1. Go to Search.CreativeCommons.org and Pick Your Image Search Source
While selecting your search engine is the first step, you can revisit this step multiple times. If you don’t find the image you like, you can always return and try another search engine. Flickr is a great place to search for photos and digital art. Open Clip Art Library is a great place to find simple illustrations. Google Images Search and Pixabay are both great places to look for any kind of image. Check the box of the search engine you want to use first.
2. Declare Your Purpose
Under the search bar there are two check boxes. One says “use for commercial use”. If you are using images for a business or a website that is monetized in anyway you should check this box. The second box is “modify, adapt, or build upon” check this box if you are going to change the image in anyway. Seeing as you are probably fans of free materials, you should also check out free image modifying programs like GIMP and INKSCAPE.
3. Search Using Good Search Terms
If you are having trouble finding the images you are looking for start by editing your search terms. Try different iterations of the same word like “investigating”, “investigator”, and“investigation”. If that doesn’t work try searching synonyms like “detective” “search” or “discover”. Also use Google Search Operators to help narrow your search.
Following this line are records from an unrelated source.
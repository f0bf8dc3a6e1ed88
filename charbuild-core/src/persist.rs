//! Character persistence.
//!
//! Every stored character lives in one JSON document keyed by character id,
//! wrapped in a versioned envelope. [`JsonFileStore`] keeps the document in a
//! file, [`MemoryStore`] keeps the serialized text in memory.

use crate::character::{Character, CharacterId};
use async_trait::async_trait;
use chrono::{DateTime, Utc};
use serde::{Deserialize, Serialize};
use std::path::{Path, PathBuf};
use thiserror::Error;
use tokio::fs;
use tokio::sync::Mutex;
use tracing::info;

/// Errors from persistence operations.
#[derive(Debug, Error)]
pub enum PersistError {
    #[error("IO error: {0}")]
    Io(#[from] std::io::Error),

    #[error("JSON error: {0}")]
    Json(#[from] serde_json::Error),

    #[error("Character not found: {0}")]
    NotFound(CharacterId),

    #[error("Version mismatch: expected {expected}, found {found}")]
    VersionMismatch { expected: u32, found: u32 },
}

/// Current store document version.
pub const STORE_VERSION: u32 = 1;

/// File name used by [`JsonFileStore::in_dir`].
pub const DEFAULT_STORE_FILE: &str = "nwn_characters.json";

/// The stored document: every saved character.
#[derive(Debug, Clone, PartialEq, Eq, Serialize, Deserialize)]
pub struct CharacterDocument {
    pub version: u32,
    pub saved_at: DateTime<Utc>,
    pub characters: Vec<Character>,
}

/// Listing entry for a stored character.
#[derive(Debug, Clone, PartialEq, Eq, Serialize, Deserialize)]
pub struct CharacterSummary {
    pub id: CharacterId,
    pub name: String,
    pub race_id: String,
    pub total_level: u8,
    pub modified_at: DateTime<Utc>,
}

impl From<&Character> for CharacterSummary {
    fn from(character: &Character) -> Self {
        Self {
            id: character.id,
            name: character.name.clone(),
            race_id: character.race_id.clone(),
            total_level: character.total_level,
            modified_at: character.modified_at,
        }
    }
}

impl CharacterDocument {
    pub fn new() -> Self {
        Self {
            version: STORE_VERSION,
            saved_at: Utc::now(),
            characters: Vec::new(),
        }
    }

    /// Parse a document. Blank input is an empty document.
    pub fn from_json(content: &str) -> Result<Self, PersistError> {
        if content.trim().is_empty() {
            return Ok(Self::new());
        }

        #[derive(Deserialize)]
        struct Envelope {
            version: u32,
        }

        let envelope: Envelope = serde_json::from_str(content)?;
        if envelope.version != STORE_VERSION {
            return Err(PersistError::VersionMismatch {
                expected: STORE_VERSION,
                found: envelope.version,
            });
        }
        Ok(serde_json::from_str(content)?)
    }

    pub fn to_json(&self) -> Result<String, PersistError> {
        Ok(serde_json::to_string_pretty(self)?)
    }

    /// Insert or replace by id. Returns `true` when an entry was replaced.
    pub fn upsert(&mut self, character: Character) -> bool {
        self.saved_at = Utc::now();
        match self.characters.iter_mut().find(|c| c.id == character.id) {
            Some(existing) => {
                *existing = character;
                true
            }
            None => {
                self.characters.push(character);
                false
            }
        }
    }

    pub fn find(&self, id: &CharacterId) -> Option<&Character> {
        self.characters.iter().find(|c| c.id == *id)
    }

    pub fn remove(&mut self, id: &CharacterId) -> Option<Character> {
        let index = self.characters.iter().position(|c| c.id == *id)?;
        self.saved_at = Utc::now();
        Some(self.characters.remove(index))
    }

    /// Summaries sorted by name.
    pub fn summaries(&self) -> Vec<CharacterSummary> {
        let mut summaries: Vec<CharacterSummary> =
            self.characters.iter().map(CharacterSummary::from).collect();
        summaries.sort_by(|a, b| a.name.cmp(&b.name));
        summaries
    }
}

impl Default for CharacterDocument {
    fn default() -> Self {
        Self::new()
    }
}

// ============================================================================
// Store port
// ============================================================================

/// Async storage for characters.
#[async_trait]
pub trait CharacterStore: Send + Sync {
    /// Insert or replace a character by id.
    async fn save(&self, character: &Character) -> Result<(), PersistError>;

    async fn load(&self, id: &CharacterId) -> Result<Character, PersistError>;

    async fn list(&self) -> Result<Vec<CharacterSummary>, PersistError>;

    /// Remove a character. Missing ids are an error.
    async fn delete(&self, id: &CharacterId) -> Result<(), PersistError>;
}

// ============================================================================
// JSON file store
// ============================================================================

/// A store backed by a single JSON file.
#[derive(Debug)]
pub struct JsonFileStore {
    path: PathBuf,
    lock: Mutex<()>,
}

impl JsonFileStore {
    pub fn new(path: impl Into<PathBuf>) -> Self {
        Self {
            path: path.into(),
            lock: Mutex::new(()),
        }
    }

    /// Store at [`DEFAULT_STORE_FILE`] inside `dir`.
    pub fn in_dir(dir: impl AsRef<Path>) -> Self {
        Self::new(dir.as_ref().join(DEFAULT_STORE_FILE))
    }

    pub fn path(&self) -> &Path {
        &self.path
    }

    async fn read_document(&self) -> Result<CharacterDocument, PersistError> {
        match fs::read_to_string(&self.path).await {
            Ok(content) => CharacterDocument::from_json(&content),
            Err(err) if err.kind() == std::io::ErrorKind::NotFound => Ok(CharacterDocument::new()),
            Err(err) => Err(err.into()),
        }
    }

    async fn write_document(&self, document: &CharacterDocument) -> Result<(), PersistError> {
        if let Some(parent) = self.path.parent() {
            if !parent.as_os_str().is_empty() {
                fs::create_dir_all(parent).await?;
            }
        }
        let temp_path = self.temp_path();
        fs::write(&temp_path, document.to_json()?).await?;

        // Atomic rename
        if let Err(err) = fs::rename(&temp_path, &self.path).await {
            let _ = fs::remove_file(&temp_path).await;
            return Err(err.into());
        }
        Ok(())
    }

    /// Sibling of the store file that writes go through first.
    fn temp_path(&self) -> PathBuf {
        let mut name = self
            .path
            .file_name()
            .map(|n| n.to_os_string())
            .unwrap_or_default();
        name.push(".tmp");
        self.path.with_file_name(name)
    }
}

#[async_trait]
impl CharacterStore for JsonFileStore {
    async fn save(&self, character: &Character) -> Result<(), PersistError> {
        let _guard = self.lock.lock().await;
        let mut document = self.read_document().await?;
        let replaced = document.upsert(character.clone());
        self.write_document(&document).await?;
        info!(
            id = %character.id,
            name = %character.name,
            replaced,
            path = %self.path.display(),
            "Saved character"
        );
        Ok(())
    }

    async fn load(&self, id: &CharacterId) -> Result<Character, PersistError> {
        let _guard = self.lock.lock().await;
        self.read_document()
            .await?
            .find(id)
            .cloned()
            .ok_or(PersistError::NotFound(*id))
    }

    async fn list(&self) -> Result<Vec<CharacterSummary>, PersistError> {
        let _guard = self.lock.lock().await;
        Ok(self.read_document().await?.summaries())
    }

    async fn delete(&self, id: &CharacterId) -> Result<(), PersistError> {
        let _guard = self.lock.lock().await;
        let mut document = self.read_document().await?;
        document.remove(id).ok_or(PersistError::NotFound(*id))?;
        self.write_document(&document).await?;
        info!(id = %id, path = %self.path.display(), "Deleted character");
        Ok(())
    }
}

// ============================================================================
// Memory store
// ============================================================================

/// A store holding the serialized document in memory.
#[derive(Debug, Default)]
pub struct MemoryStore {
    document: Mutex<String>,
}

impl MemoryStore {
    pub fn new() -> Self {
        Self::default()
    }

    /// The raw serialized document.
    pub async fn snapshot(&self) -> String {
        self.document.lock().await.clone()
    }
}

#[async_trait]
impl CharacterStore for MemoryStore {
    async fn save(&self, character: &Character) -> Result<(), PersistError> {
        let mut raw = self.document.lock().await;
        let mut document = CharacterDocument::from_json(&raw)?;
        document.upsert(character.clone());
        *raw = document.to_json()?;
        info!(id = %character.id, name = %character.name, "Saved character in memory");
        Ok(())
    }

    async fn load(&self, id: &CharacterId) -> Result<Character, PersistError> {
        let raw = self.document.lock().await;
        CharacterDocument::from_json(&raw)?
            .find(id)
            .cloned()
            .ok_or(PersistError::NotFound(*id))
    }

    async fn list(&self) -> Result<Vec<CharacterSummary>, PersistError> {
        let raw = self.document.lock().await;
        Ok(CharacterDocument::from_json(&raw)?.summaries())
    }

    async fn delete(&self, id: &CharacterId) -> Result<(), PersistError> {
        let mut raw = self.document.lock().await;
        let mut document = CharacterDocument::from_json(&raw)?;
        document.remove(id).ok_or(PersistError::NotFound(*id))?;
        *raw = document.to_json()?;
        Ok(())
    }
}

#[cfg(test)]
mod tests {
    use super::*;
    use crate::testing::character_with_levels;
    use tempfile::TempDir;

    #[test]
    fn test_document_upsert_replaces_by_id() {
        let mut document = CharacterDocument::new();
        let mut character = character_with_levels("human", &["fighter"]);
        assert!(!document.upsert(character.clone()));
        character.name = "Renamed".to_string();
        assert!(document.upsert(character.clone()));
        assert_eq!(document.characters.len(), 1);
        assert_eq!(document.find(&character.id).unwrap().name, "Renamed");
    }

    #[test]
    fn test_document_version_mismatch() {
        let content = r#"{"version": 7, "saved_at": "2024-01-01T00:00:00Z", "characters": []}"#;
        let err = CharacterDocument::from_json(content).unwrap_err();
        assert!(matches!(
            err,
            PersistError::VersionMismatch { expected: 1, found: 7 }
        ));
    }

    #[test]
    fn test_blank_document_is_empty() {
        assert!(CharacterDocument::from_json("  ").unwrap().characters.is_empty());
    }

    #[tokio::test]
    async fn test_file_store_save_and_load() {
        let temp_dir = TempDir::new().expect("Failed to create temp dir");
        let store = JsonFileStore::in_dir(temp_dir.path().join("saves"));

        let mut character = character_with_levels("elf", &["wizard", "wizard"]);
        character.alignment = Some("chaotic good".to_string());
        store.save(&character).await.expect("Save should succeed");
        assert!(store.path().exists());

        let loaded = store.load(&character.id).await.expect("Load should succeed");
        assert_eq!(loaded, character);
    }

    #[tokio::test]
    async fn test_file_store_writes_through_temp_file() {
        let temp_dir = TempDir::new().expect("Failed to create temp dir");
        let store = JsonFileStore::in_dir(temp_dir.path());
        let first = character_with_levels("human", &["fighter"]);
        store.save(&first).await.unwrap();
        store.save(&character_with_levels("dwarf", &["cleric"])).await.unwrap();

        assert!(!store.temp_path().exists());
        let entries = std::fs::read_dir(temp_dir.path()).unwrap().count();
        assert_eq!(entries, 1);
        assert_eq!(store.list().await.unwrap().len(), 2);
        assert_eq!(store.load(&first.id).await.unwrap(), first);
    }

    #[tokio::test]
    async fn test_file_store_failed_replace_cleans_up() {
        let temp_dir = TempDir::new().expect("Failed to create temp dir");
        // A non-empty directory where the store file should be cannot be replaced.
        let path = temp_dir.path().join("blocked.json");
        std::fs::create_dir_all(path.join("inner")).unwrap();
        let store = JsonFileStore::new(&path);

        let result = store.write_document(&CharacterDocument::new()).await;
        assert!(matches!(result, Err(PersistError::Io(_))));
        assert!(!store.temp_path().exists());
        assert!(path.join("inner").exists());
    }

    #[tokio::test]
    async fn test_file_store_missing_file_lists_empty() {
        let temp_dir = TempDir::new().expect("Failed to create temp dir");
        let store = JsonFileStore::new(temp_dir.path().join("none.json"));
        assert!(store.list().await.unwrap().is_empty());
        let missing = store.load(&CharacterId::new()).await;
        assert!(matches!(missing, Err(PersistError::NotFound(_))));
    }

    #[tokio::test]
    async fn test_file_store_list_and_delete() {
        let temp_dir = TempDir::new().expect("Failed to create temp dir");
        let store = JsonFileStore::in_dir(temp_dir.path());

        let mut ids = Vec::new();
        for name in ["Charlie", "Alpha", "Beta"] {
            let mut character = character_with_levels("human", &["rogue"]);
            character.name = name.to_string();
            ids.push(character.id);
            store.save(&character).await.unwrap();
        }

        let names: Vec<String> = store.list().await.unwrap().into_iter().map(|s| s.name).collect();
        assert_eq!(names, vec!["Alpha", "Beta", "Charlie"]);

        store.delete(&ids[0]).await.unwrap();
        assert_eq!(store.list().await.unwrap().len(), 2);
        assert!(matches!(
            store.delete(&ids[0]).await,
            Err(PersistError::NotFound(_))
        ));
    }

    #[tokio::test]
    async fn test_memory_store_round_trip() {
        let store = MemoryStore::new();
        let character = character_with_levels("dwarf", &["fighter", "cleric"]);
        store.save(&character).await.unwrap();
        assert_eq!(store.load(&character.id).await.unwrap(), character);
        assert!(store.snapshot().await.contains("\"version\": 1"));
    }
}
4. Copy or Download the Image
Either Copy the Image by right clicking and selecting “Copy” from the drop down or save the image by selecting “Save Image As” from the drop down. Many of the images you select from Creative Commons will also have a link to make the download from.
5. Citing your Image
Look at Creative Common’s Best Practices for Attribution page for details on how to cite your images well. The typical format is begin by using the name of the image in quotes. Next attribute the creator and lastly attribute the license type. You can see several examples in this blog post.